Collected data
┄┄┄┄┄┄┄┄┄┄

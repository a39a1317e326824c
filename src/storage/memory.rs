//! In-process backend

use super::traits::{GraphStore, SaveOutcome, StorageResult};
use crate::graph::Graph;
use std::sync::Mutex;

/// Store that keeps the last saved document in memory.
///
/// Useful for tests and for embedding the engine without a data directory.
#[derive(Debug, Default)]
pub struct MemoryStore {
    document: Mutex<Option<Graph>>,
    read_only: bool,
}

impl MemoryStore {
    pub fn new() -> Self {
        Self::default()
    }

    /// A store pre-seeded with `graph`
    pub fn with_graph(graph: Graph) -> Self {
        Self {
            document: Mutex::new(Some(graph)),
            read_only: false,
        }
    }

    /// Make this store refuse writes silently
    pub fn read_only(mut self) -> Self {
        self.read_only = true;
        self
    }
}

impl GraphStore for MemoryStore {
    fn load(&self) -> StorageResult<Graph> {
        let doc = self.document.lock().unwrap_or_else(|e| e.into_inner());
        Ok(doc.clone().unwrap_or_default())
    }

    fn save(&self, graph: &Graph) -> StorageResult<SaveOutcome> {
        if self.read_only {
            return Ok(SaveOutcome::Skipped);
        }
        let mut doc = self.document.lock().unwrap_or_else(|e| e.into_inner());
        *doc = Some(graph.clone());
        Ok(SaveOutcome::Written)
    }

    fn is_read_only(&self) -> bool {
        self.read_only
    }
}
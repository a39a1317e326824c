//! Axis engines
//!
//! Independent correlation strategies. Each one consumes a resolved
//! [`Anchor`], the graph and whatever sources it needs, and writes nodes
//! and edges straight into the graph.

mod catalog_traversal;
pub mod fixtures;
mod heuristic;
mod member_graph;
mod portfolio;
mod related;
mod tempo_proximity;
mod temporal_cluster;
mod text_heuristic;
mod traits;

pub use catalog_traversal::CatalogTraversal;
pub use fixtures::FixtureTable;
pub use heuristic::{Extraction, Extractor, ProfileTitleExtractor};
pub use member_graph::MemberGraph;
pub use portfolio::{PeerDiscovery, Portfolio};
pub use related::RelatedArtists;
pub use tempo_proximity::{tempo_weight, TempoProximity};
pub use temporal_cluster::TemporalCluster;
pub use text_heuristic::{founder_query, TextHeuristic};
pub use traits::{Anchor, AxisEngine, AxisError, AxisKind, AxisReport};
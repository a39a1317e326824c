//! Meridian: Weighted Typed Correlation Graph Engine
//!
//! Builds an append-only graph of entities (artists, tracks, albums,
//! people, organizations) around landmarks, by running independent
//! correlation strategies ("axes") against local datasets and external
//! services.
//!
//! # Core Concepts
//!
//! - **Nodes**: typed entities identified by a canonical, normalized key
//! - **Edges**: weighted, axis-tagged links deduplicated on the unordered
//!   pair; weights only ever rise
//! - **Landmarks**: the seeds an exploration fans out from
//! - **Axes**: failure-isolated strategies run one after another
//!
//! # Example
//!
//! ```
//! use meridian::{canonical_key, Graph, Node, NodeKind};
//!
//! let mut graph = Graph::new();
//! let key = canonical_key(NodeKind::Artist, &[" Deftones "]);
//! graph.upsert_node(key.clone(), Node::of_kind(NodeKind::Artist, "Deftones"));
//! assert_eq!(key.as_str(), "artist::deftones");
//! ```

pub mod api;
pub mod axis;
pub mod config;
pub mod gaps;
pub mod graph;
pub mod orchestrator;
pub mod source;
pub mod storage;

pub use api::{ApiError, GapAnalysis, MapperApi};
pub use axis::{Anchor, AxisEngine, AxisError, AxisKind, AxisReport, FixtureTable};
pub use config::{ConfigError, MapperConfig};
pub use gaps::{GapEntry, GapReport, ReferenceSet};
pub use graph::{
    canonical_key, Axis, Edge, Graph, GraphError, GraphResult, GraphStats, Landmark, MapStatus,
    Neighborhood, Node, NodeDetails, NodeKey, NodeKind,
};
pub use orchestrator::{
    AgencyRegistration, AxisFailure, ExploreOutcome, ExploreStats, Orchestrator,
    OrchestratorError, OrchestratorResult, SeedSummary, Sources,
};
pub use storage::{GraphStore, JsonFileStore, MemoryStore, OpenStore, StorageError, StorageResult};

/// Library version
pub const VERSION: &str = env!("CARGO_PKG_VERSION");
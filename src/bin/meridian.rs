//! Meridian CLI: explore landmarks and inspect the correlation graph.
//!
//! Usage:
//!   meridian explore <artist> [--track <title>] [--axes tempo,era]
//!   meridian agency add <name> | agency explore <name> [--axes ..]
//!   meridian init | stats | landmarks | graph
//!   meridian constellation <artist>
//!   meridian gaps [--type artist]
//!
//! Results are printed as JSON on stdout; logs go to stderr.

use clap::{Parser, Subcommand};
use meridian::{AxisKind, ExploreOutcome, MapperApi, MapperConfig, NodeKind};
use serde::Serialize;
use std::path::PathBuf;
use tracing_subscriber::EnvFilter;

#[derive(Parser)]
#[command(
    name = "meridian",
    version,
    about = "Multi-axis correlation graph engine"
)]
struct Cli {
    #[command(subcommand)]
    command: Commands,
    /// Path to a YAML config file (default: <data dir>/config.yaml)
    #[arg(long, global = true)]
    config: Option<PathBuf>,
    /// Directory holding the graph snapshot and datasets
    #[arg(long, global = true)]
    data_dir: Option<PathBuf>,
}

#[derive(Subcommand)]
enum Commands {
    /// Resolve an artist (and optionally one of its tracks) and run axes around it
    Explore {
        artist: String,
        #[arg(long)]
        track: Option<String>,
        /// Comma-separated axes (default: tempo,related,albums,members,era)
        #[arg(long, value_delimiter = ',')]
        axes: Vec<AxisKind>,
    },
    /// Organizational landmarks
    Agency {
        #[command(subcommand)]
        action: AgencyAction,
    },
    /// Seed an empty graph from the fixture table
    Init,
    /// Node and edge counts
    Stats,
    /// List landmarks
    Landmarks,
    /// Print the whole graph document
    Graph,
    /// An artist with its edges and direct neighbors
    Constellation { artist: String },
    /// Nodes missing from the reference datasets
    Gaps {
        #[arg(long = "type", default_value = "artist")]
        kind: NodeKind,
    },
}

#[derive(Subcommand)]
enum AgencyAction {
    /// Register an organization as a landmark
    Add { name: String },
    /// Run organizational axes around an organization, or a person or studio in the graph
    Explore {
        name: String,
        /// Comma-separated axes (default: heuristic,portfolio,peers)
        #[arg(long, value_delimiter = ',')]
        axes: Vec<AxisKind>,
    },
}

fn init_tracing() {
    let filter = EnvFilter::try_from_default_env().unwrap_or_else(|_| EnvFilter::new("info"));
    tracing_subscriber::fmt()
        .with_env_filter(filter)
        .with_writer(std::io::stderr)
        .init();
}

fn load_config(config: Option<PathBuf>, data_dir: Option<PathBuf>) -> Result<MapperConfig, String> {
    let path = config.unwrap_or_else(|| meridian::config::default_data_dir().join("config.yaml"));
    let mut config =
        MapperConfig::load(&path).map_err(|e| format!("Failed to load config {}: {}", path.display(), e))?;
    config.apply_env();
    if let Some(dir) = data_dir {
        config.data_dir = dir;
    }
    Ok(config)
}

fn print_json<T: Serialize>(value: &T) -> i32 {
    match serde_json::to_string_pretty(value) {
        Ok(json) => {
            println!("{}", json);
            0
        }
        Err(e) => {
            eprintln!("Error: {}", e);
            1
        }
    }
}

/// Print an exploration result; an unresolved landmark exits with 2.
fn print_outcome(outcome: &ExploreOutcome) -> i32 {
    let code = print_json(outcome);
    match outcome {
        ExploreOutcome::NotFound { query } => {
            eprintln!("Error: '{}' not found", query);
            2
        }
        ExploreOutcome::Explored(_) => code,
    }
}

fn report<T: Serialize, E: std::fmt::Display>(result: Result<T, E>) -> i32 {
    match result {
        Ok(value) => print_json(&value),
        Err(e) => {
            eprintln!("Error: {}", e);
            1
        }
    }
}

fn cmd_constellation(api: &MapperApi, artist: &str) -> i32 {
    match api.constellation(artist) {
        Ok(Some(neighborhood)) => print_json(&neighborhood),
        Ok(None) => {
            eprintln!("Error: artist '{}' not in graph", artist);
            2
        }
        Err(e) => {
            eprintln!("Error: {}", e);
            1
        }
    }
}

async fn run(api: MapperApi, command: Commands) -> i32 {
    match command {
        Commands::Explore {
            artist,
            track,
            axes,
        } => match api.explore(&artist, track.as_deref(), &axes).await {
            Ok(outcome) => print_outcome(&outcome),
            Err(e) => {
                eprintln!("Error: {}", e);
                1
            }
        },
        Commands::Agency { action } => match action {
            AgencyAction::Add { name } => report(api.add_agency(&name)),
            AgencyAction::Explore { name, axes } => match api.explore_agency(&name, &axes).await {
                Ok(outcome) => print_outcome(&outcome),
                Err(e) => {
                    eprintln!("Error: {}", e);
                    1
                }
            },
        },
        Commands::Init => report(api.initialize()),
        Commands::Stats => report(api.stats()),
        Commands::Landmarks => report(api.landmarks()),
        Commands::Graph => report(api.graph()),
        Commands::Constellation { artist } => cmd_constellation(&api, &artist),
        Commands::Gaps { kind } => report(api.analyze_gaps(kind)),
    }
}

fn main() {
    let cli = Cli::parse();
    init_tracing();

    let api = match load_config(cli.config, cli.data_dir)
        .and_then(|config| MapperApi::from_config(&config).map_err(|e| e.to_string()))
    {
        Ok(api) => api,
        Err(e) => {
            eprintln!("Error: {}", e);
            std::process::exit(1);
        }
    };

    let rt = match tokio::runtime::Runtime::new() {
        Ok(rt) => rt,
        Err(e) => {
            eprintln!("failed to create tokio runtime: {}", e);
            std::process::exit(1);
        }
    };
    let code = rt.block_on(run(api, cli.command));
    std::process::exit(code);
}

┄┄┄┄┄┄┄┄┄┄

→ **Problem to work on**
Nothing but the lines from the start of the data through the line holding "pub use member_graph::MemberGraph;" should be restated, and each one exactly.

→ **Reply to the task**
repository a39a1317e326824c
filename src/storage/memory.rs
//! In-process backend

use super::traits::{GraphStore, SaveOutcome, StorageResult};
use crate::graph::Graph;
use std::sync::Mutex;

/// Store that keeps the last saved document in memory.
///
/// Useful for tests and for embedding the engine without a data directory.
#[derive(Debug, Default)]
pub struct MemoryStore {
    document: Mutex<Option<Graph>>,
    read_only: bool,
}

impl MemoryStore {
    pub fn new() -> Self {
        Self::default()
    }

    /// A store pre-seeded with `graph`
    pub fn with_graph(graph: Graph) -> Self {
        Self {
            document: Mutex::new(Some(graph)),
            read_only: false,
        }
    }

    /// Make this store refuse writes silently
    pub fn read_only(mut self) -> Self {
        self.read_only = true;
        self
    }
}

impl GraphStore for MemoryStore {
    fn load(&self) -> StorageResult<Graph> {
        let doc = self.document.lock().unwrap_or_else(|e| e.into_inner());
        Ok(doc.clone().unwrap_or_default())
    }

    fn save(&self, graph: &Graph) -> StorageResult<SaveOutcome> {
        if self.read_only {
            return Ok(SaveOutcome::Skipped);
        }
        let mut doc = self.document.lock().unwrap_or_else(|e| e.into_inner());
        *doc = Some(graph.clone());
        Ok(SaveOutcome::Written)
    }

    fn is_read_only(&self) -> bool {
        self.read_only
    }
}
repository a39a1317e326824c
//! Axis engines
//!
//! Independent correlation strategies. Each one consumes a resolved
//! [`Anchor`], the graph and whatever sources it needs, and writes nodes
//! and edges straight into the graph.

mod catalog_traversal;
pub mod fixtures;
mod heuristic;
mod member_graph;
mod portfolio;
mod related;
mod tempo_proximity;
mod temporal_cluster;
mod text_heuristic;
mod traits;

pub use catalog_traversal::CatalogTraversal;
pub use fixtures::FixtureTable;
pub use heuristic::{Extraction, Extractor, ProfileTitleExtractor};
pub use member_graph::MemberGraph;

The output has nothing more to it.